Children experience a wide range of emotions every day, but they don’t always have the words to explain what’s happening inside. As adults, we often expect kids to talk about how they feel, but many haven’t yet learned how to recognize, label, or safely express their emotions. That’s a skill that develops over time, and it starts with us.
As a therapist who works closely with families in Georgetown and Liberty Hill, I’ve seen how important it is for parents to talk openly and regularly about emotions. These conversations don’t need to be formal or complicated. They work best when they feel natural, honest, and ongoing. If you’re not sure where to begin, here are five important conversations that can make a meaningful difference in your child’s emotional growth.
1. Let your child know all feelings are okay
One of the most valuable things we can teach children is that feelings are not wrong or bad. We all feel sad, angry, worried, excited, and disappointed at times. When we accept emotions as normal, kids are less likely to hide them or act them out in other ways.
You might say something like, “It’s okay to feel upset when something doesn’t go the way you hoped” or “Being nervous before a big day is totally normal.” These moments help kids understand that feelings are part of life, not something to fear or avoid.
2. Share your own feelings, simply and honestly
Kids learn by watching us. When we name our emotions out loud, they learn to do the same. You don’t need to overshare or put adult worries on your child. Just small moments of naming your feelings can go a long way.
Try saying things like, “I felt really tired today, so I needed a little quiet time after work” or “I was frustrated in traffic, so I took some deep breaths.” These simple statements teach your child that emotions come and go, and there are healthy ways to manage them.
3. Ask open-ended questions about how they’re feeling
When your child is having a hard time, it can be tempting to ask, “What’s wrong?” but that question can feel overwhelming.
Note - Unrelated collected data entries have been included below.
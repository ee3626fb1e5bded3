use rusqlite::ffi;
use serde::Serialize;
use thiserror::Error;

use crate::model::{BandId, UserId};
use crate::validate::FieldErrors;

/// Message returned to callers in place of infrastructure error detail.
const SERVER_ERROR_MESSAGE: &str =
    "the server encountered a problem and could not process your request";

#[derive(Debug, Error)]
pub enum Error {
    #[error("database error: {0}")]
    Database(#[from] rusqlite::Error),

    #[error("I/O error: {0}")]
    Io(#[from] std::io::Error),

    #[error("serialization error: {0}")]
    Serialization(#[from] serde_json::Error),

    #[error("not found: {entity} with id {id}")]
    NotFound { entity: &'static str, id: String },

    #[error("already exists: {entity} ({field})")]
    AlreadyExists {
        entity: &'static str,
        field: &'static str,
    },

    #[error("user {0} does not exist")]
    UserNotFound(UserId),

    #[error("band {0} does not exist")]
    BandNotFound(BandId),

    #[error("edit conflict: {entity} {id} was modified concurrently")]
    EditConflict { entity: &'static str, id: i64 },

    #[error("not permitted: {0}")]
    NotPermitted(String),

    #[error("user {user_id} owns band {band_id} and cannot be removed from it")]
    CannotRemoveOwner { band_id: BandId, user_id: UserId },

    #[error("{entity} {id} still has dependent records")]
    HasDependents { entity: &'static str, id: i64 },

    #[error("validation failed: {0}")]
    Validation(FieldErrors),

    #[error("invalid data: {0}")]
    InvalidData(String),
}

impl Error {
    pub(crate) fn not_found(entity: &'static str, id: impl ToString) -> Self {
        Self::NotFound {
            entity,
            id: id.to_string(),
        }
    }

    /// Returns `true` for store and filesystem failures the caller cannot
    /// correct; their detail must never reach the caller.
    pub fn is_infrastructure(&self) -> bool {
        matches!(
            self,
            Self::Database(_) | Self::Io(_) | Self::Serialization(_) | Self::InvalidData(_)
        )
    }

    pub fn is_edit_conflict(&self) -> bool {
        matches!(self, Self::EditConflict { .. })
    }

    pub fn is_not_found(&self) -> bool {
        matches!(self, Self::NotFound { .. })
    }

    /// HTTP status an adapter should answer with.
    pub fn status_code(&self) -> u16 {
        match self {
            Self::NotFound { .. } => 404,
            Self::NotPermitted(_) => 403,
            Self::EditConflict { .. } | Self::CannotRemoveOwner { .. } | Self::HasDependents { .. } => {
                409
            }
            Self::Validation(_)
            | Self::AlreadyExists { .. }
            | Self::UserNotFound(_)
            | Self::BandNotFound(_) => 422,
            Self::Database(_) | Self::Io(_) | Self::Serialization(_) | Self::InvalidData(_) => 500,
        }
    }

    /// Caller-safe message. Infrastructure errors collapse to a generic text.
    pub fn public_message(&self) -> String {
        match self {
            Self::NotFound { .. } => "the requested resource could not be found".to_string(),
            Self::EditConflict { .. } => {
                "unable to update the record due to an edit conflict, please try again".to_string()
            }
            Self::Validation(_)
            | Self::AlreadyExists { .. }
            | Self::UserNotFound(_)
            | Self::BandNotFound(_) => "the request failed validation".to_string(),
            e if e.is_infrastructure() => SERVER_ERROR_MESSAGE.to_string(),
            e => e.to_string(),
        }
    }

    /// Field-level detail for user-correctable errors.
    pub fn field_errors(&self) -> Option<FieldErrors> {
        match self {
            Self::Validation(errors) => Some(errors.clone()),
            Self::AlreadyExists { entity, field } => Some(FieldErrors::single(
                field,
                format!("this {entity} already exists"),
            )),
            Self::UserNotFound(_) => Some(FieldErrors::single("user_id", "this user does not exist")),
            Self::BandNotFound(_) => Some(FieldErrors::single("band_id", "this band does not exist")),
            _ => None,
        }
    }

    /// Convert into the shape an adapter renders. Infrastructure errors are
    /// logged here with full detail, since the result carries none of it.
    pub fn report(&self) -> PublicError {
        if self.is_infrastructure() {
            log::error!("{self}");
        }
        PublicError {
            status: self.status_code(),
            message: self.public_message(),
            fields: self.field_errors(),
        }
    }
}

/// What a caller is allowed to see of an [`Error`].
#[derive(Debug, Clone, PartialEq, Eq, Serialize)]
pub struct PublicError {
    #[serde(skip)]
    pub status: u16,
    #[serde(rename = "error")]
    pub message: String,
    #[serde(skip_serializing_if = "Option::is_none")]
    pub fields: Option<FieldErrors>,
}

impl PublicError {
    /// The opaque reply for store and filesystem failures.
    pub fn server_error() -> Self {
        Self {
            status: 500,
            message: SERVER_ERROR_MESSAGE.to_string(),
            fields: None,
        }
    }
}

/// The integrity constraint a failed statement violated, taken from
/// SQLite's extended result code rather than its message text.
#[derive(Debug, Clone, Copy, PartialEq, Eq)]
pub enum ConstraintKind {
    PrimaryKey,
    Unique,
    ForeignKey,
    NotNull,
    Check,
    Other,
}

impl ConstraintKind {
    /// Classify a rusqlite error. Returns `None` when the error is not a
    /// constraint violation at all.
    pub fn of(err: &rusqlite::Error) -> Option<Self> {
        match err {
            rusqlite::Error::SqliteFailure(failure, _)
                if failure.code == rusqlite::ErrorCode::ConstraintViolation =>
            {
                Some(match failure.extended_code {
                    ffi::SQLITE_CONSTRAINT_PRIMARYKEY => Self::PrimaryKey,
                    ffi::SQLITE_CONSTRAINT_UNIQUE => Self::Unique,
                    ffi::SQLITE_CONSTRAINT_FOREIGNKEY => Self::ForeignKey,
                    ffi::SQLITE_CONSTRAINT_NOTNULL => Self::NotNull,
                    ffi::SQLITE_CONSTRAINT_CHECK => Self::Check,
                    _ => Self::Other,
                })
            }
            _ => None,
        }
    }

    /// Primary-key and unique collisions both mean "this row already exists".
    pub fn is_duplicate(self) -> bool {
        matches!(self, Self::PrimaryKey | Self::Unique)
    }
}

pub type Result<T> = std::result::Result<T, Error>;

#[cfg(test)]
mod tests {
    use super::*;
    use rusqlite::Connection;

    fn violation(sql: &str) -> rusqlite::Error {
        let conn = Connection::open_in_memory().unwrap();
        conn.execute_batch(
            "PRAGMA foreign_keys = ON;
             CREATE TABLE parent (id INTEGER PRIMARY KEY, name TEXT NOT NULL UNIQUE);
             CREATE TABLE child (parent_id INTEGER NOT NULL REFERENCES parent(id),
                                 n INTEGER CHECK (n > 0));
             INSERT INTO parent (id, name) VALUES (1, 'a');",
        )
        .unwrap();
        conn.execute_batch(sql).unwrap_err()
    }

    #[test]
    fn test_constraint_kind_from_extended_code() {
        assert_eq!(
            ConstraintKind::of(&violation("INSERT INTO parent (id, name) VALUES (1, 'b')")),
            Some(ConstraintKind::PrimaryKey)
        );
        assert_eq!(
            ConstraintKind::of(&violation("INSERT INTO parent (id, name) VALUES (2, 'a')")),
            Some(ConstraintKind::Unique)
        );
        assert_eq!(
            ConstraintKind::of(&violation("INSERT INTO child (parent_id, n) VALUES (9, 1)")),
            Some(ConstraintKind::ForeignKey)
        );
        assert_eq!(
            ConstraintKind::of(&violation("INSERT INTO child (parent_id, n) VALUES (1, 0)")),
            Some(ConstraintKind::Check)
        );
        assert_eq!(
            ConstraintKind::of(&violation("INSERT INTO parent (id, name) VALUES (3, NULL)")),
            Some(ConstraintKind::NotNull)
        );
    }

    #[test]
    fn test_non_constraint_error_is_unclassified() {
        let err = violation("SELECT * FROM missing_table");
        assert_eq!(ConstraintKind::of(&err), None);
    }

    #[test]
    fn test_infrastructure_errors_are_opaque() {
        let err = Error::InvalidData("/srv/docs/secret-path".to_string());
        let public = err.report();
        assert_eq!(public.status, 500);
        assert!(!public.message.contains("secret-path"));
        assert!(public.fields.is_none());
    }

    #[test]
    fn test_status_codes() {
        assert_eq!(Error::not_found("band", 3).status_code(), 404);
        assert_eq!(
            Error::EditConflict {
                entity: "tune",
                id: 1
            }
            .status_code(),
            409
        );
        assert_eq!(Error::NotPermitted("x".into()).status_code(), 403);
        assert_eq!(Error::UserNotFound(UserId::new(4)).status_code(), 422);
    }

    #[test]
    fn test_user_not_found_has_field_detail() {
        let fields = Error::UserNotFound(UserId::new(4)).field_errors().unwrap();
        assert_eq!(fields.get("user_id"), Some("this user does not exist"));
    }
}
Instead, try asking, “Can you help me understand what you’re feeling right now?” or “Is your body feeling tight or calm?” You might offer a few choices if they’re not sure, like “Do you think this feels more like sadness or frustration?”
Younger kids may benefit from visuals like a feelings chart or drawing a picture of how they feel. The goal is not to get a perfect answer, but to give them a safe space to explore their emotions.
4. Talk about what helps when emotions feel big
Emotions can be intense, and kids often need help learning what to do when those feelings show up. These conversations are best when they happen in calm moments, not during a meltdown. You can brainstorm a few tools together that your child can use when they’re upset.
Some ideas might include taking a break in a cozy spot, squeezing a stress ball, breathing slowly, listening to music, or going for a short walk. Let your child practice using these tools regularly so they’re familiar when needed.
5. Remind them they’re not alone
This is the heart of it all. No matter what your child is feeling, they need to know that you are there and that they don’t have to go through it alone. You don’t have to fix everything. Just your steady, loving presence is often enough.
Phrases like, “I’m here with you” or “We can figure this out together” are powerful. Even if your child doesn’t respond right away, your consistency builds trust over time.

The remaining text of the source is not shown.